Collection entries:

******

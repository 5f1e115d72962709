use std::process::ExitCode;

use autobridge_automations::{ExamplePlugin, DEFAULT_LOG_DIRECTIVE};
use autobridge_core::telemetry::init_stderr_tracing;
use autobridge_runtime::plugin::run_plugin;

fn main() -> ExitCode {
    dotenvy::dotenv().ok();
    init_stderr_tracing(DEFAULT_LOG_DIRECTIVE);

    run_plugin(&ExamplePlugin, std::env::args_os())
}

******

Please copy out each entry exactly as it appears above.

repository 5f1e115d72962709
use std::process::ExitCode;

use autobridge_automations::{ExamplePlugin, DEFAULT_LOG_DIRECTIVE};
use autobridge_core::telemetry::init_stderr_tracing;
use autobridge_runtime::plugin::run_plugin;

fn main() -> ExitCode {
    dotenvy::dotenv().ok();
    init_stderr_tracing(DEFAULT_LOG_DIRECTIVE);

    run_plugin(&ExamplePlugin, std::env::args_os())
}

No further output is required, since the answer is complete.